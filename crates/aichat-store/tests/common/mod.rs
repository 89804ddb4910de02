//! Scripted collaborators for driving the stores without a server.
//!
//! Every backend reply is released through a oneshot gate so a test decides
//! exactly when (and in which order) responses land.

#![allow(dead_code)]

use std::collections::{HashMap, VecDeque};
use std::sync::atomic::{AtomicUsize, Ordering};
use std::sync::{Arc, Mutex};

use anyhow::anyhow;
use async_trait::async_trait;
use chrono::{DateTime, Duration, TimeZone, Utc};
use tokio::sync::oneshot;
use uuid::Uuid;

use aichat_store::{
    CharacterCatalog, ConversationBackend, IdentityProvider, SpeechOutput, SpeechRequest,
};
use aichat_types::api::{NewMessage, PageMeta, StrapiPage};
use aichat_types::models::{AiCharacter, ConversationRecord, Pagination, UserProfile};

pub type PageReply = anyhow::Result<StrapiPage<ConversationRecord>>;
pub type SendReply = anyhow::Result<[ConversationRecord; 2]>;

#[derive(Default)]
pub struct FakeBackend {
    pages: Mutex<HashMap<(String, u32), VecDeque<oneshot::Receiver<PageReply>>>>,
    sends: Mutex<HashMap<String, oneshot::Receiver<SendReply>>>,
    list_calls: AtomicUsize,
    send_calls: AtomicUsize,
}

impl FakeBackend {
    pub fn new() -> Arc<Self> {
        Arc::new(Self::default())
    }

    /// Queue a reply slot for the next request of `page` for `character_id`.
    pub fn gate_page(&self, character_id: &str, page: u32) -> oneshot::Sender<PageReply> {
        let (tx, rx) = oneshot::channel();
        self.pages
            .lock()
            .unwrap()
            .entry((character_id.to_string(), page))
            .or_default()
            .push_back(rx);
        tx
    }

    pub fn page_ready(&self, character_id: &str, page: u32, reply: PageReply) {
        let _ = self.gate_page(character_id, page).send(reply);
    }

    pub fn gate_send(&self, client_id: Uuid) -> oneshot::Sender<SendReply> {
        let (tx, rx) = oneshot::channel();
        self.sends.lock().unwrap().insert(client_id.to_string(), rx);
        tx
    }

    pub fn list_calls(&self) -> usize {
        self.list_calls.load(Ordering::SeqCst)
    }

    pub fn send_calls(&self) -> usize {
        self.send_calls.load(Ordering::SeqCst)
    }
}

#[async_trait]
impl ConversationBackend for FakeBackend {
    async fn list_conversations(
        &self,
        character_id: &str,
        page: u32,
        _page_size: u32,
    ) -> PageReply {
        let gate = self
            .pages
            .lock()
            .unwrap()
            .get_mut(&(character_id.to_string(), page))
            .and_then(VecDeque::pop_front);
        self.list_calls.fetch_add(1, Ordering::SeqCst);
        match gate {
            Some(rx) => rx.await.unwrap_or_else(|_| Err(anyhow!("gate dropped"))),
            None => Err(anyhow!("no reply scripted for {} page {}", character_id, page)),
        }
    }

    async fn create_message(&self, _character_id: &str, message: NewMessage) -> SendReply {
        let gate = self.sends.lock().unwrap().remove(&message.message_id);
        self.send_calls.fetch_add(1, Ordering::SeqCst);
        match gate {
            Some(rx) => rx.await.unwrap_or_else(|_| Err(anyhow!("gate dropped"))),
            None => Err(anyhow!("no reply scripted for {}", message.message_id)),
        }
    }
}

pub struct FakeCatalog {
    replies: Mutex<VecDeque<anyhow::Result<Vec<AiCharacter>>>>,
}

impl FakeCatalog {
    pub fn new(replies: Vec<anyhow::Result<Vec<AiCharacter>>>) -> Arc<Self> {
        Arc::new(Self {
            replies: Mutex::new(replies.into()),
        })
    }
}

#[async_trait]
impl CharacterCatalog for FakeCatalog {
    async fn list_characters(&self) -> anyhow::Result<Vec<AiCharacter>> {
        self.replies
            .lock()
            .unwrap()
            .pop_front()
            .unwrap_or_else(|| Err(anyhow!("no catalog reply scripted")))
    }
}

pub struct StaticIdentity(pub Option<UserProfile>);

impl IdentityProvider for StaticIdentity {
    fn current_user(&self) -> Option<UserProfile> {
        self.0.clone()
    }
}

pub fn signed_in() -> Arc<StaticIdentity> {
    Arc::new(StaticIdentity(Some(user())))
}

#[derive(Default)]
pub struct RecordingSpeech {
    pub spoken: Mutex<Vec<SpeechRequest>>,
}

impl SpeechOutput for RecordingSpeech {
    fn speak(&self, request: SpeechRequest) {
        self.spoken.lock().unwrap().push(request);
    }
}

/// Let spawned store futures run until `done` holds.
pub async fn wait_until(mut done: impl FnMut() -> bool) {
    for _ in 0..1000 {
        if done() {
            return;
        }
        tokio::task::yield_now().await;
    }
    panic!("condition not reached");
}

/// Fixed instant `secs` seconds into the test history.
pub fn at(secs: i64) -> DateTime<Utc> {
    Utc.with_ymd_and_hms(2025, 3, 1, 9, 0, 0).unwrap() + Duration::seconds(secs)
}

pub fn user() -> UserProfile {
    UserProfile {
        id: 7,
        document_id: "user-7".into(),
        username: "mia".into(),
        email: "mia@example.com".into(),
        provider: "local".into(),
        confirmed: true,
        blocked: false,
        user_icon_url: None,
        created_at: at(0),
        updated_at: at(0),
        published_at: None,
    }
}

pub fn character(document_id: &str, name: &str) -> AiCharacter {
    AiCharacter {
        id: 1,
        document_id: document_id.into(),
        name: name.into(),
        introduce: format!("I am {}", name),
        cover_url: None,
        agent_id: None,
        created_at: at(0),
        updated_at: at(0),
        published_at: None,
    }
}

pub fn query(document_id: &str, text: &str, secs: i64) -> ConversationRecord {
    ConversationRecord {
        id: 0,
        document_id: document_id.into(),
        query: text.into(),
        answer: None,
        message_id: None,
        conversation_id: None,
        user: Some(user()),
        ai_character: None,
        created_at: Some(at(secs)),
        updated_at: at(secs),
        message_status: None,
    }
}

pub fn answer(document_id: &str, text: &str, secs: i64) -> ConversationRecord {
    ConversationRecord {
        answer: Some(text.into()),
        user: None,
        ..query(document_id, "", secs)
    }
}

pub fn page(
    data: Vec<ConversationRecord>,
    page: u32,
    page_count: u32,
    total: u32,
) -> StrapiPage<ConversationRecord> {
    StrapiPage {
        data,
        meta: PageMeta {
            pagination: Pagination {
                page,
                page_size: 2,
                page_count,
                total,
            },
        },
    }
}
use std::sync::Arc;

use aichat_store::SettingsPersistence;
use aichat_types::settings::ConversationSettings;

use crate::Database;

/// Writes settings changes through to the local database.
pub struct DbSettingsPersistence {
    db: Arc<Database>,
}

impl DbSettingsPersistence {
    pub fn new(db: Arc<Database>) -> Self {
        Self { db }
    }
}

impl SettingsPersistence for DbSettingsPersistence {
    fn save(&self, settings: &ConversationSettings) -> anyhow::Result<()> {
        self.db.save_settings(settings)
    }
}

#[cfg(test)]
mod tests {
    use super::*;
    use aichat_store::{Dispatcher, SettingsStore};

    #[test]
    fn settings_store_writes_through() {
        let db = Arc::new(Database::open_in_memory().unwrap());
        let store = SettingsStore::with_initial(
            Dispatcher::new(),
            ConversationSettings::default(),
            Some(Arc::new(DbSettingsPersistence::new(db.clone()))),
        );

        store.set_speed(0.75);
        let saved = db.load_settings().unwrap().unwrap();
        assert_eq!(saved.speed, 0.75);
        assert_eq!(saved.language, "en-US");
    }
}
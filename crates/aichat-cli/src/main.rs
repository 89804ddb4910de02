mod config;
mod speech;

use std::sync::Arc;

use anyhow::{Context, Result, bail};
use clap::{Parser, Subcommand};
use tracing::{debug, info};
use uuid::Uuid;

use aichat_api::{AuthSession, StrapiBackend, StrapiClient};
use aichat_db::{Database, DbSettingsPersistence};
use aichat_store::{
    CharacterStore, ConversationStore, Dispatcher, IdentityProvider, LoadMoreOutcome,
    SettingsStore,
};
use aichat_types::chat::ChatMessage;
use aichat_types::settings::SpeechEngine;

use crate::config::Config;
use crate::speech::LogSpeech;

#[derive(Debug, Parser)]
#[command(name = "aichat", version, about = "Chat with AI characters from the terminal.")]
struct Cli {
    #[command(subcommand)]
    command: Command,
}

#[derive(Debug, Subcommand)]
enum Command {
    /// Sign in with email and password
    Login {
        #[arg(long)]
        email: String,
        #[arg(long, env = "AICHAT_PASSWORD", hide_env_values = true)]
        password: String,
    },
    /// Create an account and sign in
    Register {
        #[arg(long)]
        username: String,
        #[arg(long)]
        email: String,
        #[arg(long, env = "AICHAT_PASSWORD", hide_env_values = true)]
        password: String,
    },
    /// Sign out and forget the stored session
    Logout,
    /// Show the signed-in user
    Whoami,
    /// List the characters you can talk to
    Characters,
    /// Print the conversation with a character, oldest first
    History {
        /// Character document id
        character_id: String,
        /// Number of pages to fetch
        #[arg(long, default_value_t = 1)]
        pages: u32,
    },
    /// Send a message to a character and print the answer
    Send {
        /// Character document id
        character_id: String,
        text: String,
    },
    /// Show or change conversation settings
    Settings {
        #[arg(long)]
        language: Option<String>,
        /// Speech rate, 0.5 to 2.0
        #[arg(long)]
        speed: Option<f32>,
        #[arg(long)]
        auto_speech: Option<bool>,
        /// elevenlabs or system
        #[arg(long)]
        engine: Option<SpeechEngine>,
    },
}

#[tokio::main]
async fn main() -> Result<()> {
    // Load .env if present
    let _ = dotenvy::dotenv();

    // Init logging
    tracing_subscriber::fmt()
        .with_env_filter(
            tracing_subscriber::EnvFilter::try_from_default_env()
                .unwrap_or_else(|_| "aichat=info".into()),
        )
        .init();

    let cli = Cli::parse();
    let config = Config::from_env()?;
    debug!(?config, "Configuration loaded");

    let app = App::open(&config)?;
    match cli.command {
        Command::Login { email, password } => {
            let user = app.session.sign_in(&email, &password).await?;
            println!("Signed in as {} <{}>", user.username, user.email);
        }
        Command::Register {
            username,
            email,
            password,
        } => {
            let user = app.session.register(&username, &email, &password).await?;
            println!("Registered and signed in as {}", user.username);
        }
        Command::Logout => {
            app.session.sign_out().await;
            println!("Signed out");
        }
        Command::Whoami => {
            if app.session.restore().await {
                let user = app.signed_in_user()?;
                println!("{} <{}> ({})", user.username, user.email, user.document_id);
            } else {
                println!("Not signed in");
            }
        }
        Command::Characters => app.characters().await?,
        Command::History {
            character_id,
            pages,
        } => app.history(&character_id, pages).await?,
        Command::Send { character_id, text } => app.send(&character_id, &text).await?,
        Command::Settings {
            language,
            speed,
            auto_speech,
            engine,
        } => {
            let settings = app.settings.update(|s| {
                if let Some(language) = language {
                    s.language = language;
                }
                if let Some(speed) = speed {
                    s.speed = speed;
                }
                if let Some(auto_speech) = auto_speech {
                    s.auto_speech = auto_speech;
                }
                if let Some(engine) = engine {
                    s.speech_engine = engine;
                }
            });
            println!("{}", serde_json::to_string_pretty(&settings)?);
        }
    }

    Ok(())
}

struct App {
    page_size: u32,
    session: AuthSession,
    dispatcher: Dispatcher,
    settings: SettingsStore,
}

impl App {
    fn open(config: &Config) -> Result<Self> {
        let db = Arc::new(Database::open(&config.db_path)?);
        let client = StrapiClient::new(&config.api_url, config.http_timeout)
            .context("building HTTP client")?;
        let session = AuthSession::new(client, Some(db.clone()));

        let dispatcher = Dispatcher::new();
        let stored = db.load_settings()?.unwrap_or_default();
        let settings = SettingsStore::with_initial(
            dispatcher.clone(),
            stored,
            Some(Arc::new(DbSettingsPersistence::new(db))),
        );

        Ok(Self {
            page_size: config.page_size,
            session,
            dispatcher,
            settings,
        })
    }

    async fn require_sign_in(&self) -> Result<()> {
        if !self.session.restore().await {
            bail!("not signed in; run `aichat login` first");
        }
        Ok(())
    }

    fn signed_in_user(&self) -> Result<aichat_types::models::UserProfile> {
        self.session.current_user().context("not signed in")
    }

    fn backend(&self) -> Arc<StrapiBackend> {
        Arc::new(StrapiBackend::new(
            self.session.client().clone(),
            Arc::new(self.session.clone()),
        ))
    }

    fn conversation_store(&self) -> ConversationStore {
        ConversationStore::builder(
            self.backend(),
            Arc::new(self.session.clone()),
            self.dispatcher.clone(),
        )
        .page_size(self.page_size)
        .auto_speak(self.settings.clone(), Arc::new(LogSpeech))
        .build()
    }

    async fn characters(&self) -> Result<()> {
        self.require_sign_in().await?;
        let store = CharacterStore::new(self.backend(), self.dispatcher.clone());
        store.fetch_characters().await?;

        let selected = store.selected().map(|c| c.document_id);
        for character in store.characters() {
            let marker = if selected.as_deref() == Some(character.document_id.as_str()) {
                "*"
            } else {
                " "
            };
            println!(
                "{} {}\t{}\t{}",
                marker, character.document_id, character.name, character.introduce
            );
        }
        Ok(())
    }

    async fn history(&self, character_id: &str, pages: u32) -> Result<()> {
        self.require_sign_in().await?;
        let store = self.conversation_store();
        store.load_initial(character_id).await?;

        for _ in 1..pages {
            match store.load_more(character_id).await? {
                LoadMoreOutcome::Appended { added } => debug!(added, "Fetched older page"),
                LoadMoreOutcome::Skipped | LoadMoreOutcome::Discarded => break,
            }
        }

        let snapshot = store.snapshot();
        for message in snapshot.messages.iter().rev() {
            print_message(message);
        }
        if snapshot.has_more {
            info!("Older messages available; pass --pages to see more");
        }
        Ok(())
    }

    async fn send(&self, character_id: &str, text: &str) -> Result<()> {
        self.require_sign_in().await?;
        let store = self.conversation_store();
        store.load_initial(character_id).await?;

        let exchange = store.send_message(character_id, text, Uuid::new_v4()).await?;
        print_message(&exchange.query);
        print_message(&exchange.answer);
        Ok(())
    }
}

fn print_message(message: &ChatMessage) {
    println!(
        "[{}] {}: {}",
        message.created_at.format("%Y-%m-%d %H:%M"),
        message.author.name(),
        message.text
    );
}
use std::sync::Arc;

use tokio::sync::broadcast;

use aichat_types::events::StoreEvent;

/// Buffered events per subscriber before the slowest one starts lagging.
const EVENT_BUFFER: usize = 1024;

/// Fans store events out to every subscriber.
///
/// One dispatcher is shared by all stores of a client so a single
/// subscription observes the whole client state. Dropping a receiver
/// unsubscribes it.
#[derive(Clone)]
pub struct Dispatcher {
    inner: Arc<DispatcherInner>,
}

struct DispatcherInner {
    broadcast_tx: broadcast::Sender<StoreEvent>,
}

impl Dispatcher {
    pub fn new() -> Self {
        let (broadcast_tx, _) = broadcast::channel(EVENT_BUFFER);
        Self {
            inner: Arc::new(DispatcherInner { broadcast_tx }),
        }
    }

    /// Subscribe to store events. Returns a broadcast receiver.
    pub fn subscribe(&self) -> broadcast::Receiver<StoreEvent> {
        self.inner.broadcast_tx.subscribe()
    }

    /// Broadcast an event to all current subscribers.
    pub fn broadcast(&self, event: StoreEvent) {
        // No subscribers is not an error.
        let _ = self.inner.broadcast_tx.send(event);
    }

    pub fn subscriber_count(&self) -> usize {
        self.inner.broadcast_tx.receiver_count()
    }
}

impl Default for Dispatcher {
    fn default() -> Self {
        Self::new()
    }
}
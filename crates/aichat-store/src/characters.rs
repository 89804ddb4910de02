use std::sync::{Arc, Mutex, MutexGuard};

use serde::Serialize;
use tracing::{debug, error, info};

use aichat_types::events::StoreEvent;
use aichat_types::models::AiCharacter;

use crate::backend::CharacterCatalog;
use crate::dispatcher::Dispatcher;
use crate::error::StoreError;

#[derive(Debug, Clone, Copy, PartialEq, Eq, Default, Serialize)]
#[serde(rename_all = "snake_case")]
pub enum CatalogStatus {
    #[default]
    NotStarted,
    Loading,
    Success,
    Error,
}

/// The list of characters a user can talk to, and which one is selected.
#[derive(Clone)]
pub struct CharacterStore {
    inner: Arc<CharacterInner>,
}

struct CharacterInner {
    catalog: Arc<dyn CharacterCatalog>,
    dispatcher: Dispatcher,
    state: Mutex<CatalogState>,
}

#[derive(Default)]
struct CatalogState {
    characters: Vec<AiCharacter>,
    selected: Option<AiCharacter>,
    status: CatalogStatus,
    last_error: Option<String>,
}

impl CharacterStore {
    pub fn new(catalog: Arc<dyn CharacterCatalog>, dispatcher: Dispatcher) -> Self {
        Self {
            inner: Arc::new(CharacterInner {
                catalog,
                dispatcher,
                state: Mutex::new(CatalogState::default()),
            }),
        }
    }

    fn state(&self) -> MutexGuard<'_, CatalogState> {
        self.inner.state.lock().unwrap_or_else(|e| e.into_inner())
    }

    /// Load the catalog. Returns `Ok(false)` if a load was already running.
    ///
    /// The current selection survives a reload if the character still
    /// exists; otherwise the first character is selected.
    pub async fn fetch_characters(&self) -> Result<bool, StoreError> {
        {
            let mut state = self.state();
            if state.status == CatalogStatus::Loading {
                debug!("Character catalog already loading");
                return Ok(false);
            }
            state.status = CatalogStatus::Loading;
            state.last_error = None;
        }

        let result = self.inner.catalog.list_characters().await;

        let mut state = self.state();
        match result {
            Ok(characters) => {
                let selected = state
                    .selected
                    .as_ref()
                    .and_then(|s| characters.iter().find(|c| c.document_id == s.document_id))
                    .or_else(|| characters.first())
                    .cloned();
                info!("Loaded {} characters", characters.len());

                let count = characters.len();
                state.characters = characters;
                state.status = CatalogStatus::Success;
                let changed = state.selected.as_ref().map(|c| &c.document_id)
                    != selected.as_ref().map(|c| &c.document_id);
                state.selected = selected;

                self.inner
                    .dispatcher
                    .broadcast(StoreEvent::CharactersLoaded { count });
                if changed {
                    self.inner.dispatcher.broadcast(StoreEvent::CharacterSelected {
                        character_id: state.selected.as_ref().map(|c| c.document_id.clone()),
                    });
                }
                Ok(true)
            }
            Err(e) => {
                error!("Failed to fetch characters: {:#}", e);
                state.status = CatalogStatus::Error;
                state.last_error = Some(format!("{:#}", e));
                Err(StoreError::Backend(e))
            }
        }
    }

    pub fn select_character(&self, character: AiCharacter) {
        let character_id = character.document_id.clone();
        self.state().selected = Some(character);
        self.inner.dispatcher.broadcast(StoreEvent::CharacterSelected {
            character_id: Some(character_id),
        });
    }

    /// Select by document id from the loaded catalog. An unknown id clears
    /// the selection and returns `None`.
    pub fn select_character_id(&self, character_id: &str) -> Option<AiCharacter> {
        let selected = {
            let mut state = self.state();
            let found = state
                .characters
                .iter()
                .find(|c| c.document_id == character_id)
                .cloned();
            state.selected = found.clone();
            found
        };
        self.inner.dispatcher.broadcast(StoreEvent::CharacterSelected {
            character_id: selected.as_ref().map(|c| c.document_id.clone()),
        });
        selected
    }

    pub fn characters(&self) -> Vec<AiCharacter> {
        self.state().characters.clone()
    }

    pub fn selected(&self) -> Option<AiCharacter> {
        self.state().selected.clone()
    }

    pub fn status(&self) -> CatalogStatus {
        self.state().status
    }

    pub fn last_error(&self) -> Option<String> {
        self.state().last_error.clone()
    }
}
━━━━━━━━━━━━━━━━
### EXERCISE GOAL
Write only the number of lines in the records that include the word "messages".

### RESULT FOR THIS TASK
2